» **EXERCISE OBJECTIVE**: Given the records below, pull every line with the word "OpenAIProvider" into the answer.

── DATA FOR THIS TASK

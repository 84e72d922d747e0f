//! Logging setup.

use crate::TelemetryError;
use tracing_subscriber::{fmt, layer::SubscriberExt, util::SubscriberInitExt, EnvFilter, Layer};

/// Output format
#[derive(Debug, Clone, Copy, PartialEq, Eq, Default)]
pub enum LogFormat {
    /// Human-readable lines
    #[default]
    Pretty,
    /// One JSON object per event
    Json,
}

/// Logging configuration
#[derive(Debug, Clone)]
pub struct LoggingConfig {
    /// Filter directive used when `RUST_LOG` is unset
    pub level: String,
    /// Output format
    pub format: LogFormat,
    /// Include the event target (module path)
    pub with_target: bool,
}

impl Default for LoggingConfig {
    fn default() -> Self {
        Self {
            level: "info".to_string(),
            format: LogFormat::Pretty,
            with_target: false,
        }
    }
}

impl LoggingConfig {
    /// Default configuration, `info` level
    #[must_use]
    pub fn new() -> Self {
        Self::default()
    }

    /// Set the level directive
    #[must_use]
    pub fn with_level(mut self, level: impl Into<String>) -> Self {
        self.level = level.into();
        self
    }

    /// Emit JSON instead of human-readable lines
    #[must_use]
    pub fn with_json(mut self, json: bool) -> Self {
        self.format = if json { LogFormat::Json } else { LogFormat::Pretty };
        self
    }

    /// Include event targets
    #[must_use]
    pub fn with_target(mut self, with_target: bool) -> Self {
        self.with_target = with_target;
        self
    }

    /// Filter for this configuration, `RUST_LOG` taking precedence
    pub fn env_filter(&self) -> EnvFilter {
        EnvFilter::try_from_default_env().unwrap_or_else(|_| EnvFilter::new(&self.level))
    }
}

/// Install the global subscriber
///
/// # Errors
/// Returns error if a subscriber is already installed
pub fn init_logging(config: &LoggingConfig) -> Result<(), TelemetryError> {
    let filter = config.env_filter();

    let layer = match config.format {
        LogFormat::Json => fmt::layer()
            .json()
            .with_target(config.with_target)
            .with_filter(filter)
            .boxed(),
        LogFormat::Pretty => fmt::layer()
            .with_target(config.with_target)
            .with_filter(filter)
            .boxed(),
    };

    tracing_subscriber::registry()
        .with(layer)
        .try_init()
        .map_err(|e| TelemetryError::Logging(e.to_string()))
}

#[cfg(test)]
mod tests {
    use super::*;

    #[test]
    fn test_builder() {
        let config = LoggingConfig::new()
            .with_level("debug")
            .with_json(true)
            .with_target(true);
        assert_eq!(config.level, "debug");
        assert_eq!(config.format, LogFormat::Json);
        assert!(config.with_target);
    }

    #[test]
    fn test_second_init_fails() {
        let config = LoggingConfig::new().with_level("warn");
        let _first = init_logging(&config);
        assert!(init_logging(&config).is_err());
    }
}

────
── DATA FOR THIS TASK

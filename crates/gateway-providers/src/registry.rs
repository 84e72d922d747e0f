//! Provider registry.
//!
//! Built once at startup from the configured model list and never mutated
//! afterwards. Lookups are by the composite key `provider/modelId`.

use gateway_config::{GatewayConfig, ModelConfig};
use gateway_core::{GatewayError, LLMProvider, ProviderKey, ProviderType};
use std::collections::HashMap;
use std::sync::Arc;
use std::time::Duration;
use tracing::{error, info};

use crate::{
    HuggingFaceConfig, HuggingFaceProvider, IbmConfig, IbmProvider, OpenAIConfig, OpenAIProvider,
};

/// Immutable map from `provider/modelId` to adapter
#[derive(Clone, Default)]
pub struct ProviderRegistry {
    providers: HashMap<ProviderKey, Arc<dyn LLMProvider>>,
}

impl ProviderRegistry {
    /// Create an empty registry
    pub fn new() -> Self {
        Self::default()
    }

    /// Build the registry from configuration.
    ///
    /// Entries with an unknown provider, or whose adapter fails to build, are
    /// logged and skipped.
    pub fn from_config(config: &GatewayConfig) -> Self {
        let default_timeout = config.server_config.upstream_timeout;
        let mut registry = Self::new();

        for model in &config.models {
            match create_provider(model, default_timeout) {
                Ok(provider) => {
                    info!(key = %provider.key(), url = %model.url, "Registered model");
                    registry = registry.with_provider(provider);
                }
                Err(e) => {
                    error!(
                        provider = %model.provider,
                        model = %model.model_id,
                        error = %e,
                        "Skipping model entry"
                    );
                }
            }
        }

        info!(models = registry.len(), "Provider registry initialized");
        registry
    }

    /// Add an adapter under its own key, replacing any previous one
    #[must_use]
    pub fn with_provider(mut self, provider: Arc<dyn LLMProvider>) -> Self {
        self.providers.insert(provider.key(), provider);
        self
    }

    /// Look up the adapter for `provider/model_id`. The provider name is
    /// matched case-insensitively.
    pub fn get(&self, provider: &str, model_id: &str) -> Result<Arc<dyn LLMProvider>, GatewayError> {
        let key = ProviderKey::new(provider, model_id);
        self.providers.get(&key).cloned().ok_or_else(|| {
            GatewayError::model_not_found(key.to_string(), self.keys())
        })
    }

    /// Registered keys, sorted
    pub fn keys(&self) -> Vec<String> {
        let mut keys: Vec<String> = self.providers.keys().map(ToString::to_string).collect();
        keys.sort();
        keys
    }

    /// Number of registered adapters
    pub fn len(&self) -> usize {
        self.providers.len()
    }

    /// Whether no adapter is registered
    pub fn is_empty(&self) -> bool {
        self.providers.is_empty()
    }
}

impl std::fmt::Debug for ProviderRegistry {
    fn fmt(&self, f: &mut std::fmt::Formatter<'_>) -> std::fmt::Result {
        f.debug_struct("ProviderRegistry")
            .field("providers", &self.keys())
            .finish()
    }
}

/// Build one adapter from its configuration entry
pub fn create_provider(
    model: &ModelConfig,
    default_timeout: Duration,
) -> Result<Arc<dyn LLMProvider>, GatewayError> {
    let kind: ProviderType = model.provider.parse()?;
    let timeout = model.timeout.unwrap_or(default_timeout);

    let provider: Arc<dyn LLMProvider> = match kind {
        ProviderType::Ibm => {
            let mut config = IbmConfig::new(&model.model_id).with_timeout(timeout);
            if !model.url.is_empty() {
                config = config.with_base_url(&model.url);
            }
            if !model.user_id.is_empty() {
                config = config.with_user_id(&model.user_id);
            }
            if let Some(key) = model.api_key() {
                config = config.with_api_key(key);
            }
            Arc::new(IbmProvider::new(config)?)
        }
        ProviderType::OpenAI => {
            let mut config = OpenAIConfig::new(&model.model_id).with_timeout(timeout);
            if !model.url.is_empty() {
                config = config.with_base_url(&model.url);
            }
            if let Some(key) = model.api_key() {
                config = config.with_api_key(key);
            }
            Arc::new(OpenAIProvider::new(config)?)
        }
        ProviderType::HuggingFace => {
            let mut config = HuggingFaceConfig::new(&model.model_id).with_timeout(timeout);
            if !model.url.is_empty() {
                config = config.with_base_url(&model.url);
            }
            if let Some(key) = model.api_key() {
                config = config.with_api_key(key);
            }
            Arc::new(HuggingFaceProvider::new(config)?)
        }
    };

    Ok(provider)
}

────
── DATA FOR THIS TASK

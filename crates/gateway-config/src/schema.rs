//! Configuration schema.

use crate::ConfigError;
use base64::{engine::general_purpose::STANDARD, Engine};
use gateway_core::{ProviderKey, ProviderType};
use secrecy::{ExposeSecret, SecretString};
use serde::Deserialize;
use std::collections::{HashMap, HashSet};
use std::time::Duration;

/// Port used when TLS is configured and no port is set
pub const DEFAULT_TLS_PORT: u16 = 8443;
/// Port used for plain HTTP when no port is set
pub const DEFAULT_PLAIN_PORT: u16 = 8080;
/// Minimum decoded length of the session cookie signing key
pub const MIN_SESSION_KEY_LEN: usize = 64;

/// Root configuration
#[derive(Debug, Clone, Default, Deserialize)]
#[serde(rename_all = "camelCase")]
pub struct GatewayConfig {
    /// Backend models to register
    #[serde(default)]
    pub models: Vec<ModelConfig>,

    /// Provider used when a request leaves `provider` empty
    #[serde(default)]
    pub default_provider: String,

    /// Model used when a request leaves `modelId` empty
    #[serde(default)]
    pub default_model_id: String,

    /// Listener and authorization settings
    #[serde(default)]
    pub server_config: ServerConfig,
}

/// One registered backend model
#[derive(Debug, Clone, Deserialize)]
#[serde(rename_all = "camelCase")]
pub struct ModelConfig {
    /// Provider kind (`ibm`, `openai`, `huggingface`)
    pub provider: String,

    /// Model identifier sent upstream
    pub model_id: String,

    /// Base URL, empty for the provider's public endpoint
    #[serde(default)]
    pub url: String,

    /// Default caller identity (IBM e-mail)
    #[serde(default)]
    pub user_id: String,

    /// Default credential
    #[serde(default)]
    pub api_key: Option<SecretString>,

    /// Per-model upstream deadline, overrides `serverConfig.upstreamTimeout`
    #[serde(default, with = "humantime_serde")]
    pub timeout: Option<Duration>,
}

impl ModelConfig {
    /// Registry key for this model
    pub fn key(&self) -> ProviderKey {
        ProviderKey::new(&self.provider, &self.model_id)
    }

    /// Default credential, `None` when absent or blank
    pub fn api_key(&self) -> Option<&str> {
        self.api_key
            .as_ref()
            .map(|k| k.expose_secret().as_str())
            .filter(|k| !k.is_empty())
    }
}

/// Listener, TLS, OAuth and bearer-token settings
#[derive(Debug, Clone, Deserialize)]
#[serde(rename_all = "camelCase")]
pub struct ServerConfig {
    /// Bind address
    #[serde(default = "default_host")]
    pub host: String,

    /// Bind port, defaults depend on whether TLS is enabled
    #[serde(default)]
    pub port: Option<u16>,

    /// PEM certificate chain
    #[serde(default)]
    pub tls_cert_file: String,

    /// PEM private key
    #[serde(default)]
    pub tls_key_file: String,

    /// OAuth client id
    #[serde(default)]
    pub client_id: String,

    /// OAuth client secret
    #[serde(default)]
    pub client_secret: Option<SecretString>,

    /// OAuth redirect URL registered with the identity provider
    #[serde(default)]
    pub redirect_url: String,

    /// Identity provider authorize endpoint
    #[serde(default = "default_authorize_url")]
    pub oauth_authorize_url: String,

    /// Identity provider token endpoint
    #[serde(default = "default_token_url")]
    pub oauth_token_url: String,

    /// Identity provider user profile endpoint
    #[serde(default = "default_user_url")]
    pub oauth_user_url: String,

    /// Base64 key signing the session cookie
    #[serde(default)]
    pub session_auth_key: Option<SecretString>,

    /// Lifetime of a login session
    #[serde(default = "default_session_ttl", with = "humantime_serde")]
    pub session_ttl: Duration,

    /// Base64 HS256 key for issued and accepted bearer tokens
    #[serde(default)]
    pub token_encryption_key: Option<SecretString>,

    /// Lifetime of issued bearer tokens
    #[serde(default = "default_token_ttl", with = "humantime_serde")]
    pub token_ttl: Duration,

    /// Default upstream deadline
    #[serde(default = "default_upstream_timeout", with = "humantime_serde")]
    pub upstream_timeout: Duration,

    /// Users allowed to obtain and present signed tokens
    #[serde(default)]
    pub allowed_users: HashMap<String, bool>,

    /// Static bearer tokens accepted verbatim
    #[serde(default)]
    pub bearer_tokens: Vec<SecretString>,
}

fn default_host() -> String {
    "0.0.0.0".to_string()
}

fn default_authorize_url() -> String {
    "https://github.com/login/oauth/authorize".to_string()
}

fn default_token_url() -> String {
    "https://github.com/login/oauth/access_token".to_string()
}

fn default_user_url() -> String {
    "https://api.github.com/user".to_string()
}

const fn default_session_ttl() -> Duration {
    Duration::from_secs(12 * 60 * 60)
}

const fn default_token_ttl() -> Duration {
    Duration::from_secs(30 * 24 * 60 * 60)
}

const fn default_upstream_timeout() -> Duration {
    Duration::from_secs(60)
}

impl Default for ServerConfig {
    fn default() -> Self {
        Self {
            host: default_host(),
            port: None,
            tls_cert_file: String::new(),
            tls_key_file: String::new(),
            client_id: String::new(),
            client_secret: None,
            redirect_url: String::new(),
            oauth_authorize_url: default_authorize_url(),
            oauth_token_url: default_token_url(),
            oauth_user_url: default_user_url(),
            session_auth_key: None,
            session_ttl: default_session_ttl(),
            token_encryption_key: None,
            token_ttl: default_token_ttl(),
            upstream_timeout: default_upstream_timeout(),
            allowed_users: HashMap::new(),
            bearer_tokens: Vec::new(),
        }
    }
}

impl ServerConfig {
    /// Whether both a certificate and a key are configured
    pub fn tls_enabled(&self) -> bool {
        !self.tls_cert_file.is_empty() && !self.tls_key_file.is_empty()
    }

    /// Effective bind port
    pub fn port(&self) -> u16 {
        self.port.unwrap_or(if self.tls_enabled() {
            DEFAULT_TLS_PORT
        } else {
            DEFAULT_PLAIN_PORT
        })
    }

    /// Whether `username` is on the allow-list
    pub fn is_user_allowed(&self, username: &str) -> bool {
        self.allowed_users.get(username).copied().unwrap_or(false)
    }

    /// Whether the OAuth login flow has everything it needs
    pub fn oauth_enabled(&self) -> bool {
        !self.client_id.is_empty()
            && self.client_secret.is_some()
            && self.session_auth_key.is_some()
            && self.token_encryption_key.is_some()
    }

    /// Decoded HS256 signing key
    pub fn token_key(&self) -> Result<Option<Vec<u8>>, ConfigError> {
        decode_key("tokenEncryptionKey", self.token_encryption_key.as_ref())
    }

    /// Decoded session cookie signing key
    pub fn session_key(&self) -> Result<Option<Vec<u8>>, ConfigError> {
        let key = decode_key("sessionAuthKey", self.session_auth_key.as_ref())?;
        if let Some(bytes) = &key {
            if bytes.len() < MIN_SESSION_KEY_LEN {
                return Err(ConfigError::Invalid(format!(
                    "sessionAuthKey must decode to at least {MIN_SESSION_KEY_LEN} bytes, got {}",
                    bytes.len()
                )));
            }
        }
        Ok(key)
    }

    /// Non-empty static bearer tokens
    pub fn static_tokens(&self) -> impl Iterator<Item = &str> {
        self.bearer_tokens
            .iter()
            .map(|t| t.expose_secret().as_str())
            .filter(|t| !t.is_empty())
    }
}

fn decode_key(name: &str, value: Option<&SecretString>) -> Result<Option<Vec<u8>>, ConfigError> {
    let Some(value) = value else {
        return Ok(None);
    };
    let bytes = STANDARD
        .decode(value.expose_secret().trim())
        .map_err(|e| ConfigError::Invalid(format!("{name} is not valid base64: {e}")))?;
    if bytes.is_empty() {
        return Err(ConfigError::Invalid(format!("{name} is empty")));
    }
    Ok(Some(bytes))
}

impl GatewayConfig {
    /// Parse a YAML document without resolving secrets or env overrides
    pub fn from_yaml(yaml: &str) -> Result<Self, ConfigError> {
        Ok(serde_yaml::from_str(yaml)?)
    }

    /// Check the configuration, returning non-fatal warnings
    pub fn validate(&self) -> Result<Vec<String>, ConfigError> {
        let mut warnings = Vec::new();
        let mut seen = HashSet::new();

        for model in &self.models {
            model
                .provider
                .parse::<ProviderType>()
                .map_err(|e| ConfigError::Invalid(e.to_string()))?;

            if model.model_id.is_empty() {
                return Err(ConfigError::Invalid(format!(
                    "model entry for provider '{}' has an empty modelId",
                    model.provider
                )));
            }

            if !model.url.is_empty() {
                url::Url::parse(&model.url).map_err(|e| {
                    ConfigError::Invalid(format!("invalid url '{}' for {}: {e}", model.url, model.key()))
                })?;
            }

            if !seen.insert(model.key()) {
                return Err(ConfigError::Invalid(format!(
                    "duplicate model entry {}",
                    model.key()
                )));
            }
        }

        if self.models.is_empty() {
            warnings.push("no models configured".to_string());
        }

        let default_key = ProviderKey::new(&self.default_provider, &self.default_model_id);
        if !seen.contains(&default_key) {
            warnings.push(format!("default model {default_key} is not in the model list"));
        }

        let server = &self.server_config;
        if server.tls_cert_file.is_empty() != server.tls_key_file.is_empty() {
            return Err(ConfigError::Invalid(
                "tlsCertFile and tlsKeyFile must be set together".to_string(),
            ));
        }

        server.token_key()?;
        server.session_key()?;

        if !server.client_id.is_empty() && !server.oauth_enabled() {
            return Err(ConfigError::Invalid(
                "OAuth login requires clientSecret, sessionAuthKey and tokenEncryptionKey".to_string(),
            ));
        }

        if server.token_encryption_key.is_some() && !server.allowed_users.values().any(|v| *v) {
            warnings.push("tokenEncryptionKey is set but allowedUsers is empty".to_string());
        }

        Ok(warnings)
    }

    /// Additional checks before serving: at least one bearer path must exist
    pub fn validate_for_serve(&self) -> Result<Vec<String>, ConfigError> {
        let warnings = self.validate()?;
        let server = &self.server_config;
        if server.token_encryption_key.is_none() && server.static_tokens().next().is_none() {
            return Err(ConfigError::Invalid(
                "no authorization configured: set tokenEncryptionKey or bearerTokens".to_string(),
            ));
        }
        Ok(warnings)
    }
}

────

» **ANSWER SPACE**:
    HuggingFaceConfig, HuggingFaceProvider, IbmConfig, IbmProvider, OpenAIConfig, OpenAIProvider,
            Arc::new(OpenAIProvider::new(config)?)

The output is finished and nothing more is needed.